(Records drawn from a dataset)
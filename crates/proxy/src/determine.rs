//! C4 — Host Determiner: composes the bailout overlay (C3, CU only) and the
//! hash resolver (C2) into a single `(processId, attemptIndex) -> Origin`
//! decision for the failover trampoline.

use crate::bailout::BailoutResolver;
use crate::hash;
use crate::model::{AttemptIndex, Origin, ProcessId};
use crate::pool::HostPool;

/// Outcome of a determination attempt.
#[derive(Debug, Clone, PartialEq, Eq)]
pub enum Determined {
	Origin(Origin),
	Exhausted,
}

pub struct HostDeterminer {
	pool: HostPool,
	bailout: Option<BailoutResolver>,
}

impl HostDeterminer {
	pub fn new(pool: HostPool, bailout: Option<BailoutResolver>) -> Self {
		Self { pool, bailout }
	}

	/// Composition rule (spec §4.4):
	/// 1. If a bailout exists and returns a sequence for `process_id`, that
	///    sequence becomes the effective pool; `attempt` indexes it
	///    directly — no hash rotation, it is already an explicit list.
	/// 2. Otherwise, delegate to the hash resolver against the default
	///    pool.
	pub async fn determine(&self, process_id: &ProcessId, attempt: AttemptIndex) -> Determined {
		if let Some(bailout) = &self.bailout {
			if let Some(overridden) = bailout.lookup(process_id).await {
				return match overridden.get(attempt) {
					Some(origin) => Determined::Origin(origin.clone()),
					None => Determined::Exhausted,
				};
			}
		}

		match hash::resolve(&self.pool, process_id, attempt) {
			Some(origin) => Determined::Origin(origin),
			None => Determined::Exhausted,
		}
	}
}
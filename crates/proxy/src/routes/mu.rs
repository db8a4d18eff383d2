//! MU route profile (spec §6): simpler than CU — `processId` is always in
//! path or query, no bailout. `submit_message` buffers its body like CU's
//! `dry_run` does, since a submitted message must survive a failover resend;
//! the other routes have no body worth restreaming. The exact endpoint list
//! is configuration-shaped in the source material; this mirrors the CU shape
//! (submit / result / scheduled-tasks) at the MU scope (message submission,
//! scheduling).

use std::net::SocketAddr;

use axum::Router;
use axum::body::{Body, Bytes};
use axum::extract::{ConnectInfo, OriginalUri, Path, State};
use axum::response::Response;
use axum::routing::{get, post};
use http::{HeaderMap, Method};

use super::{dispatch, extract, healthcheck, path_and_query};
use crate::client::ForwardBody;
use crate::state::AppState;

pub fn router() -> Router<AppState> {
	Router::new()
		.route("/message/{process_id}", post(submit_message))
		.route("/result/{message_id}", get(result))
		.route("/schedule/{process_id}", get(schedule))
		.route("/healthcheck", get(healthcheck))
}

async fn submit_message(
	State(state): State<AppState>,
	connect: Option<ConnectInfo<SocketAddr>>,
	OriginalUri(uri): OriginalUri,
	Path(process_id_raw): Path<String>,
	method: Method,
	headers: HeaderMap,
	body: Bytes,
) -> Response {
	let process_id = extract::from_path(&process_id_raw);
	dispatch(
		&state,
		method,
		path_and_query(&uri),
		headers,
		connect.map(|c| c.0),
		process_id,
		ForwardBody::Buffered(body),
	)
	.await
}

async fn result(
	State(state): State<AppState>,
	connect: Option<ConnectInfo<SocketAddr>>,
	OriginalUri(uri): OriginalUri,
	Path(_message_id): Path<String>,
	method: Method,
	headers: HeaderMap,
	body: Body,
) -> Response {
	let process_id = extract::from_query(uri.query(), "process-id");
	dispatch(
		&state,
		method,
		path_and_query(&uri),
		headers,
		connect.map(|c| c.0),
		process_id,
		ForwardBody::Stream(Some(body)),
	)
	.await
}

async fn schedule(
	State(state): State<AppState>,
	connect: Option<ConnectInfo<SocketAddr>>,
	OriginalUri(uri): OriginalUri,
	Path(process_id_raw): Path<String>,
	method: Method,
	headers: HeaderMap,
	body: Body,
) -> Response {
	let process_id = extract::from_path(&process_id_raw);
	dispatch(
		&state,
		method,
		path_and_query(&uri),
		headers,
		connect.map(|c| c.0),
		process_id,
		ForwardBody::Stream(Some(body)),
	)
	.await
}
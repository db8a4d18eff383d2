//! C1 — Host Pool: a frozen ordered sequence of [`Origin`]s per AO unit role.

use std::sync::Arc;

use crate::model::Origin;

#[derive(thiserror::Error, Debug)]
#[error("host pool for role is empty; at least one `hosts` entry is required")]
pub struct EmptyPool;

/// Ordered, immutable sequence of backend origins. Order is significant: it
/// defines the failover sequence when no bailout overlay overrides it.
#[derive(Clone, Debug)]
pub struct HostPool(Arc<[Origin]>);

impl HostPool {
	pub fn new(origins: Vec<Origin>) -> Result<Self, EmptyPool> {
		if origins.is_empty() {
			return Err(EmptyPool);
		}
		Ok(Self(origins.into()))
	}

	pub fn len(&self) -> usize {
		self.0.len()
	}

	pub fn is_empty(&self) -> bool {
		self.0.is_empty()
	}

	pub fn at(&self, index: usize) -> Option<&Origin> {
		self.0.get(index)
	}
}
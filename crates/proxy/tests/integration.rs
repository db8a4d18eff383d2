//! End-to-end exercises of the built router, as opposed to the unit and
//! composition tests colocated with each module. Spins up real `wiremock`
//! backends and drives requests through `build_router` with
//! `tower::ServiceExt::oneshot`, the way the teacher's own
//! `tests/tests/smoke.rs` drives a full gateway through one HTTP call.

use ao_router_proxy::bailout::{BailoutConfig, BailoutOverlays};
use ao_router_proxy::build_router;
use ao_router_proxy::config::{Config, RawConfig, Role};
use axum::body::Body;
use axum::http::{Request, StatusCode};
use tower::ServiceExt;
use wiremock::matchers::{method, path};
use wiremock::{Mock, MockServer, ResponseTemplate};

#[tokio::test]
async fn trampoline_fails_over_past_an_unreachable_origin() {
	let backend = MockServer::start().await;
	Mock::given(method("GET"))
		.and(path("/state/P1"))
		.respond_with(ResponseTemplate::new(200).set_body_string("running"))
		.mount(&backend)
		.await;

	// Port 1 is reserved and nothing listens there, so the first attempt is
	// guaranteed a transport error rather than a real (even if unexpected)
	// HTTP response.
	let unreachable = "http://127.0.0.1:1".to_string();
	let mut overlays = BailoutOverlays::default();
	overlays.process_to_host.insert(
		ao_router_core::Strng::from("P1"),
		std::sync::Arc::from(vec![
			ao_router_proxy::model::Origin::parse(&unreachable).unwrap(),
			ao_router_proxy::model::Origin::parse(&backend.uri()).unwrap(),
		]),
	);

	let mut config = Config::from_raw(RawConfig {
		role: Some(Role::Cu),
		hosts: vec![backend.uri()],
		..Default::default()
	})
	.unwrap();
	config.bailout = Some(BailoutConfig {
		overlays,
		..Default::default()
	});
	let router = build_router(config, None).unwrap();

	let response = router
		.oneshot(
			Request::builder()
				.method("GET")
				.uri("/state/P1")
				.body(Body::empty())
				.unwrap(),
		)
		.await
		.unwrap();
	assert_eq!(response.status(), StatusCode::OK);
}

#[tokio::test]
async fn trampoline_returns_bad_gateway_once_every_attempt_is_unreachable() {
	let mut overlays = BailoutOverlays::default();
	overlays.process_to_host.insert(
		ao_router_core::Strng::from("P2"),
		std::sync::Arc::from(vec![
			ao_router_proxy::model::Origin::parse("http://127.0.0.1:1").unwrap(),
			ao_router_proxy::model::Origin::parse("http://127.0.0.1:2").unwrap(),
		]),
	);

	let mut config = Config::from_raw(RawConfig {
		role: Some(Role::Cu),
		hosts: vec!["https://placeholder.example".to_string()],
		..Default::default()
	})
	.unwrap();
	config.bailout = Some(BailoutConfig {
		overlays,
		..Default::default()
	});
	let router = build_router(config, None).unwrap();

	let response = router
		.oneshot(
			Request::builder()
				.method("GET")
				.uri("/state/P2")
				.body(Body::empty())
				.unwrap(),
		)
		.await
		.unwrap();
	assert_eq!(response.status(), StatusCode::BAD_GATEWAY);
}

#[tokio::test]
async fn mu_submit_message_proxies_process_id_from_path() {
	let backend = MockServer::start().await;
	Mock::given(method("POST"))
		.and(path("/message/P9"))
		.respond_with(ResponseTemplate::new(200).set_body_string("accepted"))
		.mount(&backend)
		.await;

	let config = Config::from_raw(RawConfig {
		role: Some(Role::Mu),
		hosts: vec![backend.uri()],
		..Default::default()
	})
	.unwrap();
	let router = build_router(config, None).unwrap();

	let response = router
		.oneshot(
			Request::builder()
				.method("POST")
				.uri("/message/P9")
				.body(Body::from(r#"{"data":"hello"}"#))
				.unwrap(),
		)
		.await
		.unwrap();
	assert_eq!(response.status(), StatusCode::OK);
}

#[tokio::test]
async fn healthcheck_responds_without_a_process_id_or_backend_call() {
	let backend = MockServer::start().await;
	// No mock registered on purpose: a call into the backend would panic.
	let config = Config::from_raw(RawConfig {
		role: Some(Role::Cu),
		hosts: vec![backend.uri()],
		..Default::default()
	})
	.unwrap();
	let router = build_router(config, None).unwrap();

	let response = router
		.oneshot(Request::builder().uri("/healthcheck").body(Body::empty()).unwrap())
		.await
		.unwrap();
	assert_eq!(response.status(), StatusCode::OK);
}
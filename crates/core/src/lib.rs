//! Shared primitives used across the router: cheap interned strings and a
//! place for cross-crate prelude re-exports.

pub mod prelude {
	pub use std::sync::Arc;

	pub use crate::Strng;
}

/// Cheaply-cloneable interned string, used for process ids and origin text
/// so the attempt loop and the lifecycle hooks can share one allocation
/// instead of cloning a `String` per attempt.
pub type Strng = arcstr::ArcStr;
//! C2 — Hash Resolver: deterministic `(processId, attemptIndex) -> Origin`
//! mapping over the default [`HostPool`].
//!
//! Hash function: FNV-1a over the process id's UTF-8 bytes. The source
//! material this spec was distilled from does not pin down a specific
//! algorithm (see spec §4.2's Open Question); FNV-1a is chosen because it
//! is fast, has good avalanche behavior for the pool sizes this router
//! targets (tens of origins, not millions), and needs no extra dependency.
//! Every caller that reasons about which origin a process id maps to goes
//! through this module — there is exactly one hash function in the binary.

use crate::model::{AttemptIndex, Origin, ProcessId};
use crate::pool::HostPool;

const FNV_OFFSET_BASIS: u32 = 0x811c_9dc5;
const FNV_PRIME: u32 = 0x0100_0193;

/// 32-bit FNV-1a over `bytes`.
pub fn fnv1a(bytes: &[u8]) -> u32 {
	let mut hash = FNV_OFFSET_BASIS;
	for &byte in bytes {
		hash ^= u32::from(byte);
		hash = hash.wrapping_mul(FNV_PRIME);
	}
	hash
}

/// `resolve(processId, attemptIndex) -> Origin | Exhausted`.
///
/// The origin for attempt `k` is `pool[(H + k) mod n]` while `k < n`;
/// `None` (Exhausted) otherwise. This yields a unique permutation of `n`
/// origins per process id before exhaustion, with the primary origin
/// stable across restarts for a fixed pool.
pub fn resolve(pool: &HostPool, process_id: &ProcessId, attempt: AttemptIndex) -> Option<Origin> {
	let n = pool.len();
	if n == 0 || attempt >= n {
		return None;
	}
	let h = fnv1a(process_id.as_str().as_bytes()) as u64;
	let idx = ((h + attempt as u64) % n as u64) as usize;
	pool.at(idx).cloned()
}
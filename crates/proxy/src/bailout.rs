//! C3 — Bailout Resolver (CU only): an overlay that replaces the default
//! hash-based host choice with an explicit origin list, resolved lazily via
//! an external surrogate and cached in-memory.

use std::sync::Arc;
use std::time::Duration;

use ao_router_core::Strng;
use indexmap::IndexMap;
use serde::Deserialize;
use tracing::warn;

use crate::model::{Origin, ProcessId};

/// Static overlays supplied at startup (see spec §4.3's `processToHost` /
/// `ownerToHost` config options).
#[derive(Clone, Debug, Default)]
pub struct BailoutOverlays {
	/// `processId -> [origins]`; bypasses the surrogate call entirely.
	pub process_to_host: IndexMap<Strng, Arc<[Origin]>>,
	/// `owner -> [origins]`; applied after a surrogate lookup yields an
	/// owner, replacing the per-process list it returned.
	pub owner_to_host: IndexMap<Strng, Arc<[Origin]>>,
}

#[derive(Clone, Debug)]
pub struct BailoutConfig {
	pub surrogate_base_url: Option<Strng>,
	pub overlays: BailoutOverlays,
	/// Cache eviction: the source material is silent on policy (spec
	/// §4.3/§9 Open Question). We choose an LRU-by-capacity cache with a
	/// 5 minute TTL, bounding staleness against a surrogate that may
	/// reassign a process to a different fleet.
	pub cache_capacity: u64,
	pub cache_ttl: Duration,
	pub request_timeout: Duration,
}

impl Default for BailoutConfig {
	fn default() -> Self {
		Self {
			surrogate_base_url: None,
			overlays: BailoutOverlays::default(),
			cache_capacity: 100_000,
			cache_ttl: Duration::from_secs(5 * 60),
			request_timeout: Duration::from_secs(2),
		}
	}
}

#[derive(Deserialize, Debug)]
struct SurrogateResponse {
	owner: Option<String>,
	#[serde(default)]
	hosts: Vec<String>,
}

/// Lazily-evaluated, cached overlay. `lookup` never returns an error to the
/// caller: surrogate failures degrade to "no override" (spec §4.3/§7
/// `BailoutLookupError` — logged, not surfaced).
pub struct BailoutResolver {
	cfg: BailoutConfig,
	http: reqwest::Client,
	cache: moka::sync::Cache<ProcessId, Option<Arc<[Origin]>>>,
}

impl BailoutResolver {
	pub fn new(cfg: BailoutConfig) -> anyhow::Result<Self> {
		let http = reqwest::Client::builder()
			.timeout(cfg.request_timeout)
			.build()?;
		let cache = moka::sync::Cache::builder()
			.max_capacity(cfg.cache_capacity)
			.time_to_live(cfg.cache_ttl)
			.build();
		Ok(Self { cfg, http, cache })
	}

	/// Resolve the effective origin sequence for `process_id`, or `None` if
	/// no override applies (the caller should fall back to hash-based
	/// resolution against the default pool).
	pub async fn lookup(&self, process_id: &ProcessId) -> Option<Arc<[Origin]>> {
		if let Some(hosts) = self.cfg.overlays.process_to_host.get(process_id.as_str()) {
			return Some(hosts.clone());
		}

		if let Some(cached) = self.cache.get(process_id) {
			return cached;
		}

		let resolved = self.fetch(process_id).await;
		self.cache.insert(process_id.clone(), resolved.clone());
		resolved
	}

	async fn fetch(&self, process_id: &ProcessId) -> Option<Arc<[Origin]>> {
		let base = self.cfg.surrogate_base_url.as_ref()?;
		let url = format!("{base}/processes/{}", process_id.as_str());
		let resp = match self.http.get(&url).send().await {
			Ok(r) => r,
			Err(e) => {
				warn!(process_id = %process_id, error = %e, "bailout surrogate request failed");
				return None;
			},
		};
		if !resp.status().is_success() {
			warn!(process_id = %process_id, status = %resp.status(), "bailout surrogate returned non-2xx");
			return None;
		}
		let body: SurrogateResponse = match resp.json().await {
			Ok(b) => b,
			Err(e) => {
				warn!(process_id = %process_id, error = %e, "bailout surrogate returned malformed JSON");
				return None;
			},
		};

		if let Some(owner) = body.owner.as_deref() {
			if let Some(hosts) = self.cfg.overlays.owner_to_host.get(owner) {
				return Some(hosts.clone());
			}
		}

		let mut origins = Vec::with_capacity(body.hosts.len());
		for raw in &body.hosts {
			match Origin::parse(raw) {
				Ok(o) => origins.push(o),
				Err(e) => warn!(process_id = %process_id, error = %e, "bailout surrogate returned invalid origin"),
			}
		}
		Some(Arc::from(origins))
	}
}

#[cfg(test)]
mod tests {
	use std::time::Duration as StdDuration;

	use wiremock::matchers::{method, path};
	use wiremock::{Mock, MockServer, ResponseTemplate};

	use super::*;

	fn pid(s: &str) -> ProcessId {
		ProcessId::new(s.to_string()).unwrap()
	}

	#[tokio::test]
	async fn process_to_host_shortcut_bypasses_surrogate() {
		let server = MockServer::start().await;
		// No mock registered: a call would fail the test via wiremock's
		// "unexpected request" panic if the shortcut didn't short-circuit.
		let mut overlays = BailoutOverlays::default();
		overlays.process_to_host.insert(
			Strng::from("P1"),
			Arc::from(vec![Origin::parse("https://z.example").unwrap()]),
		);
		let cfg = BailoutConfig {
			surrogate_base_url: Some(Strng::from(server.uri())),
			overlays,
			..Default::default()
		};
		let resolver = BailoutResolver::new(cfg).unwrap();
		let hosts = resolver.lookup(&pid("P1")).await.unwrap();
		assert_eq!(hosts.len(), 1);
		assert_eq!(hosts[0].as_str(), "https://z.example");
	}

	#[tokio::test]
	async fn surrogate_hosts_used_and_cached() {
		let server = MockServer::start().await;
		Mock::given(method("GET"))
			.and(path("/processes/P2"))
			.respond_with(ResponseTemplate::new(200).set_body_json(serde_json::json!({
				"hosts": ["https://z.example", "https://y.example"],
			})))
			.expect(1)
			.mount(&server)
			.await;

		let cfg = BailoutConfig {
			surrogate_base_url: Some(Strng::from(server.uri())),
			..Default::default()
		};
		let resolver = BailoutResolver::new(cfg).unwrap();
		let id = pid("P2");
		let first = resolver.lookup(&id).await.unwrap();
		assert_eq!(first.len(), 2);
		// Second call must hit the cache, not the surrogate again (enforced
		// by wiremock's `.expect(1)` above).
		let second = resolver.lookup(&id).await.unwrap();
		assert_eq!(second.len(), 2);
	}

	#[tokio::test]
	async fn non_200_degrades_to_no_override() {
		let server = MockServer::start().await;
		Mock::given(method("GET"))
			.and(path("/processes/P3"))
			.respond_with(ResponseTemplate::new(500))
			.mount(&server)
			.await;

		let cfg = BailoutConfig {
			surrogate_base_url: Some(Strng::from(server.uri())),
			..Default::default()
		};
		let resolver = BailoutResolver::new(cfg).unwrap();
		assert!(resolver.lookup(&pid("P3")).await.is_none());
	}

	#[tokio::test]
	async fn owner_overlay_replaces_hosts() {
		let server = MockServer::start().await;
		Mock::given(method("GET"))
			.and(path("/processes/P4"))
			.respond_with(ResponseTemplate::new(200).set_body_json(serde_json::json!({
				"owner": "acme",
				"hosts": ["https://ignored.example"],
			})))
			.mount(&server)
			.await;

		let mut overlays = BailoutOverlays::default();
		overlays.owner_to_host.insert(
			Strng::from("acme"),
			Arc::from(vec![Origin::parse("https://acme-fleet.example").unwrap()]),
		);
		let cfg = BailoutConfig {
			surrogate_base_url: Some(Strng::from(server.uri())),
			overlays,
			..Default::default()
		};
		let resolver = BailoutResolver::new(cfg).unwrap();
		let hosts = resolver.lookup(&pid("P4")).await.unwrap();
		assert_eq!(hosts[0].as_str(), "https://acme-fleet.example");
	}

	#[test]
	fn default_ttl_is_five_minutes() {
		assert_eq!(BailoutConfig::default().cache_ttl, StdDuration::from_secs(300));
	}
}
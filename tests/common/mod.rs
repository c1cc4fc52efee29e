//! Serializes integration tests that drive osalloc's process-wide
//! allocator state. The allocator is explicitly single-threaded (see
//! the crate's top-level docs); Rust's test harness runs `#[test]`
//! functions on a thread pool by default, so every test in a binary
//! that touches the global list takes this lock first.

use std::sync::{Mutex, MutexGuard};

static ALLOCATOR_LOCK: Mutex<()> = Mutex::new(());

pub fn lock() -> MutexGuard<'static, ()> {
  ALLOCATOR_LOCK.lock().unwrap_or_else(|poisoned| poisoned.into_inner())
}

• Exercise requirements: Only lines of the data holding the word "usize" go in the answer. Please copy each of them.

• Answer section:
	pub fn len(&self) -> usize {
	pub fn at(&self, index: usize) -> Option<&Origin> {
	let idx = ((h + attempt as u64) % n as u64) as usize;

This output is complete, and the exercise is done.